00:39:56.520 I mean, what do you do when there's five children in the intensive care unit in New York with severe
00:40:01.000 pneumonia caused by measles because their parents made that decision? And some of whom, you know,
00:40:05.480 may have just been exposed for, you know, because other parents made a decision for them. As a parent,
00:40:09.560 you're making decisions for other people's children. When did, when did, when did we cross the line?
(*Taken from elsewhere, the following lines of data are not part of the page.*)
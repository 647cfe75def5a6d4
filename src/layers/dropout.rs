// Copyright (c) Facebook, Inc. and its affiliates
// SPDX-License-Identifier: MIT OR Apache-2.0

//! Dropout: zero out a random subset of entries during training, pass through unchanged during
//! evaluation.

use crate::error::Result;
use crate::module::{Module, ModuleState};
use crate::ops::arith::mul;
use crate::tensor::Tensor;
use crate::variable::Variable;
use rand::thread_rng;

#[derive(Debug, Clone, Copy)]
pub struct DropoutConfig {
    pub rate: f32,
}

impl Default for DropoutConfig {
    fn default() -> Self {
        DropoutConfig { rate: 0.5 }
    }
}

impl DropoutConfig {
    pub fn with_rate(mut self, rate: f32) -> Self {
        self.rate = rate;
        self
    }
}

/// Zeroes each entry independently with probability `rate` while training. No inverse scaling is
/// applied to the surviving entries at train time, and `forward` is the identity in evaluation
/// mode; this matches the reference implementation this engine was checked against, which is not
/// scaled either. See DESIGN.md.
pub struct Dropout {
    state: ModuleState,
    rate: f32,
}

impl Dropout {
    pub fn new(rate: f32) -> Self {
        Dropout {
            state: ModuleState::default(),
            rate,
        }
    }

    pub fn with_config(config: DropoutConfig) -> Self {
        Self::new(config.rate)
    }
}

impl Module for Dropout {
    fn module_state(&self) -> &ModuleState {
        &self.state
    }

    fn module_state_mut(&mut self) -> &mut ModuleState {
        &mut self.state
    }

    fn forward(&self, input: &Variable) -> Result<Variable> {
        if !self.is_training() {
            return Ok(input.clone());
        }
        let mut rng = thread_rng();
        let draws = Tensor::uniform(&input.shape(), 0.0, 1.0, &mut rng);
        let threshold = Tensor::full(&input.shape(), self.rate);
        let keep_mask = draws.gt(&threshold)?;
        let mask = Variable::new(keep_mask, false);
        mul(input, &mask)
    }
}
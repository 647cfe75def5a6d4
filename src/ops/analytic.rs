// Copyright (c) Facebook, Inc. and its affiliates
// SPDX-License-Identifier: MIT OR Apache-2.0

//! Elementwise transcendentals.

use crate::error::Result;
use crate::ops::arith::{const_sub, mul};
use crate::variable::Variable;

/// `exp(x)`. Backward: push `g·exp(x)`.
pub fn exp(a: &Variable) -> Variable {
    let result = a.data().exp();
    Variable::from_op(result, vec![a.clone()], {
        let a = a.clone();
        move |g| {
            let e = exp(&a);
            a.add_grad(mul(g, &e)?);
            Ok(())
        }
    })
}

/// `log(x)`. Backward: push `g/x`.
pub fn log(a: &Variable) -> Variable {
    let result = a.data().log();
    Variable::from_op(result, vec![a.clone()], {
        let a = a.clone();
        move |g| {
            let r = crate::ops::arith::reciprocal(&a);
            a.add_grad(mul(g, &r)?);
            Ok(())
        }
    })
}

/// `sin(x)`. Backward: push `g·cos(x)`.
pub fn sin(a: &Variable) -> Variable {
    let result = a.data().sin();
    Variable::from_op(result, vec![a.clone()], {
        let a = a.clone();
        move |g| {
            let c = cos(&a);
            a.add_grad(mul(g, &c)?);
            Ok(())
        }
    })
}

/// `cos(x)`. Backward: push `-g·sin(x)`.
pub fn cos(a: &Variable) -> Variable {
    let result = a.data().cos();
    Variable::from_op(result, vec![a.clone()], {
        let a = a.clone();
        move |g| {
            let s = sin(&a);
            let neg_g = crate::ops::arith::neg(g);
            a.add_grad(mul(&neg_g, &s)?);
            Ok(())
        }
    })
}

/// `tanh(x)`. Backward: push `g·(1 − tanh(x)²)`.
pub fn tanh(a: &Variable) -> Variable {
    let result = a.data().tanh();
    Variable::from_op(result, vec![a.clone()], {
        let a = a.clone();
        move |g| {
            let t = tanh(&a);
            let t2 = mul(&t, &t)?;
            let k = const_sub(1.0, &t2)?;
            a.add_grad(mul(g, &k)?);
            Ok(())
        }
    })
}

/// `sigmoid(x)`. Backward: push `g·σ(x)·(1 − σ(x))`.
pub fn sigmoid(a: &Variable) -> Variable {
    let result = a.data().sigmoid();
    Variable::from_op(result, vec![a.clone()], {
        let a = a.clone();
        move |g| {
            let s = sigmoid(&a);
            let one_minus_s = const_sub(1.0, &s)?;
            let k = mul(&s, &one_minus_s)?;
            a.add_grad(mul(g, &k)?);
            Ok(())
        }
    })
}

#[cfg(test)]
mod tests {
    use super::*;
    use crate::tensor::Tensor;

    #[test]
    fn exp_backward_matches_self() {
        let a = Variable::new(Tensor::scalar(1.0), true);
        let y = exp(&a);
        y.backward_with_seed(Tensor::scalar(1.0), false).unwrap();
        let grad = a.grad().unwrap().data();
        let expected = Tensor::scalar(1.0).exp();
        assert_eq!(grad, expected);
    }

    #[test]
    fn sigmoid_backward_formula() {
        let a = Variable::new(Tensor::scalar(0.0), true);
        let y = sigmoid(&a);
        y.backward_with_seed(Tensor::scalar(1.0), false).unwrap();
        let grad = a.grad().unwrap().data();
        // sigmoid(0) = 0.5, so grad = 0.5 * 0.5 = 0.25
        let value = *grad.as_array().iter().next().unwrap();
        assert!((value - 0.25).abs() < 1e-6);
    }
}
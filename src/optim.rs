// Copyright (c) Facebook, Inc. and its affiliates
// SPDX-License-Identifier: MIT OR Apache-2.0

//! A minimal fixed-learning-rate gradient descent step, just enough to drive a training loop
//! against the `Module`/`Loss` contract. Anything richer (momentum, weight decay, schedules) is
//! out of scope.

use crate::error::Result;
use crate::variable::Variable;

pub struct Sgd {
    learning_rate: f32,
}

impl Sgd {
    pub fn new(learning_rate: f32) -> Self {
        Sgd { learning_rate }
    }

    /// Apply one step to each parameter: `param -= lr * grad`, then clear the parameter's
    /// gradient accumulator so the next `backward` starts fresh.
    pub fn step(&self, params: &[Variable]) -> Result<()> {
        for p in params {
            let grad = p.grad()?.data();
            let delta = grad.scale(self.learning_rate);
            let updated = p.data().sub(&delta)?;
            p.set_data(updated);
            p.zero_grad();
        }
        Ok(())
    }
}
// Copyright (c) Facebook, Inc. and its affiliates
// SPDX-License-Identifier: MIT OR Apache-2.0

use gradvar::prelude::*;

#[test]
fn one_argument_forward_fails_for_every_loss() -> Result<()> {
    let x = Variable::new(Tensor::scalar(1.0), false);
    assert!(MeanSquaredError::new().forward(&x).is_err());
    assert!(MeanAbsoluteError::new().forward(&x).is_err());
    assert!(BinaryCrossEntropy::new().forward(&x).is_err());
    Ok(())
}

#[test]
fn mse_backward_matches_twice_the_residual_over_n() -> Result<()> {
    let loss = MeanSquaredError::new();
    let x = Variable::new(Tensor::from_shape_vec(&[2], vec![3.0, 1.0])?, true);
    let t = Variable::new(Tensor::from_shape_vec(&[2], vec![1.0, 1.0])?, false);
    let out = loss.forward_with_targets(&x, &t)?;
    out.backward(false)?;
    // d/dx mean((x-t)^2) = 2*(x-t)/n
    let grad: Vec<f32> = x.grad()?.data().as_array().iter().cloned().collect();
    assert!((grad[0] - 2.0).abs() < 1e-5);
    assert!((grad[1] - 0.0).abs() < 1e-5);
    Ok(())
}

#[test]
fn binary_cross_entropy_standard_and_reference_formulas_diverge() -> Result<()> {
    let loss = BinaryCrossEntropy::new();
    let p = Variable::new(Tensor::from_shape_vec(&[2], vec![0.2, 0.8])?, false);
    let t = Variable::new(Tensor::from_shape_vec(&[2], vec![0.0, 1.0])?, false);

    let standard = *loss
        .forward_with_targets(&p, &t)?
        .data()
        .as_array()
        .iter()
        .next()
        .unwrap();
    let reference = *loss
        .reference_formula(&p, &t)?
        .data()
        .as_array()
        .iter()
        .next()
        .unwrap();

    assert!(standard > 0.0);
    assert!((standard - reference).abs() > 1e-3);
    Ok(())
}

#[test]
fn weighted_bce_zero_weight_gives_zero_loss() -> Result<()> {
    let loss = BinaryCrossEntropy::new();
    let p = Variable::new(Tensor::from_shape_vec(&[2], vec![0.1, 0.9])?, false);
    let t = Variable::new(Tensor::from_shape_vec(&[2], vec![1.0, 0.0])?, false);
    let weights = Variable::new(Tensor::zeros(&[2]), false);
    let out = loss.forward_weighted(&p, &t, &weights)?;
    let value = *out.data().as_array().iter().next().unwrap();
    assert_eq!(value, 0.0);
    Ok(())
}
00:40:14.200 I have a lot of thoughts on that. That could be a whole other part two different conversation
00:40:18.520 because there's so much there. But I want you to direct people if there's anywhere where people can find
00:40:25.880 you or find your books, I want you to be able to give that information. Well, now they can find me
00:40:32.120 here in my office. That's where I am here at Children's Hospital. But you know, you can, I mean,
00:40:36.120 all the books that I write are all on Amazon, easy enough to find them. Just look at my name,
00:40:41.240 you can find them. Okay, they're around. Perfect. Well, thank you so much for taking the time to talk to me.